**PROBLEM DETAILS:**
From the first line onward, reproduce the records exactly; the final line to include is the one holding "impl From<Prediction> for".

**DATASET:**
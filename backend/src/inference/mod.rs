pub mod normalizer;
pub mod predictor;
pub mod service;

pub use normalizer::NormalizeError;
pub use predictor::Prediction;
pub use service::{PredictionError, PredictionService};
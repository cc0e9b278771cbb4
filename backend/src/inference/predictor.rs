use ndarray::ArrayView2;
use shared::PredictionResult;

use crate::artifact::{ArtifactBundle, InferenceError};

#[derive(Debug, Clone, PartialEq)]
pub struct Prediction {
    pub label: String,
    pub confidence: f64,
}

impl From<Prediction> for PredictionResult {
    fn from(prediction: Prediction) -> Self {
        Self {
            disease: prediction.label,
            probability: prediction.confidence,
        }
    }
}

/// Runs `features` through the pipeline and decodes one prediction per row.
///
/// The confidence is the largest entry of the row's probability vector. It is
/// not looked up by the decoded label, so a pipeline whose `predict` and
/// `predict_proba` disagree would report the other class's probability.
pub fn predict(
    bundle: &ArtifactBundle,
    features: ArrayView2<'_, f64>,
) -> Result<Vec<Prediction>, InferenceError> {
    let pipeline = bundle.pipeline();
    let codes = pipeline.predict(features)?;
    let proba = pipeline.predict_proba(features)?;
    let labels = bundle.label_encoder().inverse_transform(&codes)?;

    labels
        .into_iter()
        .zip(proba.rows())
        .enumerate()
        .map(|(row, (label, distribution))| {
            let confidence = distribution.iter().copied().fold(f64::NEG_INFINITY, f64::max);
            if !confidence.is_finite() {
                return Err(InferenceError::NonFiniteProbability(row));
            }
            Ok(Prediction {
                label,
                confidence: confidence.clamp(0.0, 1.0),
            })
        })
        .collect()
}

**WRITTEN ANSWER:**
filename backend/src/inference/mod.rs
pub mod normalizer;
pub mod predictor;
pub mod service;

pub use normalizer::NormalizeError;
pub use predictor::Prediction;
pub use service::{PredictionError, PredictionService};
repository cc0e9b278771cbb4
filename backend/src/inference/predictor.rs
use ndarray::ArrayView2;
use shared::PredictionResult;

use crate::artifact::{ArtifactBundle, InferenceError};

#[derive(Debug, Clone, PartialEq)]
pub struct Prediction {
    pub label: String,
    pub confidence: f64,
}

impl From<Prediction> for PredictionResult {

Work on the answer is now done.